As someone who grew up a few miles outside the city, I’m not totally surprised. Every time I read a story about the Boston Olympics, I kept imagining my late father pacing around the kitchen with a coffee mug, complaining about Olympic budgets and especially Olympic traffic, nine years in advance. People in Boston are really cuckoo about traffic. My dad made it his life’s mission to avoid Boston traffic; he liked to leave for the Logan Airport 13 years in advance of the flight; around the Fourth of July weekend he would wake up in the middle of the night screaming about gridlock on Cape Cod. I won’t even mention parking. Boston parking could actually have been an Olympic event.

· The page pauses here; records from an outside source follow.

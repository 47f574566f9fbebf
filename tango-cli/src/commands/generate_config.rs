//! Generate config command implementation

use anyhow::{Context, Result};
use clap::Args;
use std::path::PathBuf;

use crate::output::DEFAULT_TITLE;

/// Arguments for the generate-config command
#[derive(Debug, Args)]
pub struct GenerateConfigArgs {
    /// Output file path
    #[arg(short, long, value_name = "FILE", required = true)]
    pub output: PathBuf,

    /// Overwrite an existing file
    #[arg(long)]
    pub force: bool,
}

impl GenerateConfigArgs {
    /// Execute the generate-config command
    pub fn execute(&self) -> Result<()> {
        use std::fs;

        if self.output.exists() && !self.force {
            anyhow::bail!(
                "{} already exists (use --force to overwrite)",
                self.output.display()
            );
        }

        println!("Generating configuration template...");
        println!("  Output file: {}", self.output.display());

        fs::write(&self.output, self.generate_template())
            .with_context(|| format!("Failed to write to {}", self.output.display()))?;

        println!("✓ Configuration template generated successfully!");
        println!();
        println!("Next steps:");
        println!("1. Edit the file to set your sheet title and defaults");
        println!("2. Use it when printing:");
        println!(
            "   tango print -i words.csv -f html -o . --config {}",
            self.output.display()
        );

        Ok(())
    }

    /// Generate template configuration content
    fn generate_template(&self) -> String {
        format!(
            r#"# tango configuration
#
# Command-line flags take precedence over values in this file.

[sheet]
# Printed at the top of every sheet and used for saved file names
title = "{DEFAULT_TITLE}"

# Label for words whose chapter cell is empty.
# When this is empty too, "(チャプター未設定)" is printed.
default_chapter = ""

# Print each answer under its prompt
answer_key = false

# Shuffle words within each chapter
shuffle = false

[parsing]
# "strict":  require "japanese" and "english" header columns, keep every row
# "lenient": tolerate missing columns, drop rows without a prompt or answer
mode = "strict"

[output]
# One of "text", "json", "markdown", "html"
default_format = "html"

# Pretty print JSON output
pretty_json = true
"#
        )
    }
}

Not that Gay wouldn’t have loved to cover the Boston 2024 Olympics: “I am an unabashed fan of the Games, and besides, my co-workers would have been crammed into a discount highway motel eating vending machine sandwiches while I was at my mom’s house sleeping in my childhood bed and eating blueberry pancakes. What wasn’t to like?”
What wasn’t to like, of course, was Boston residents being on the hook for millions of dollars to host a millionairepalooza.
So goodbye Wherever Velodrome, goodbye VIPissYouOff lanes, goodbye John (Go) Fish.
And – oh, yes – good riddance to you all.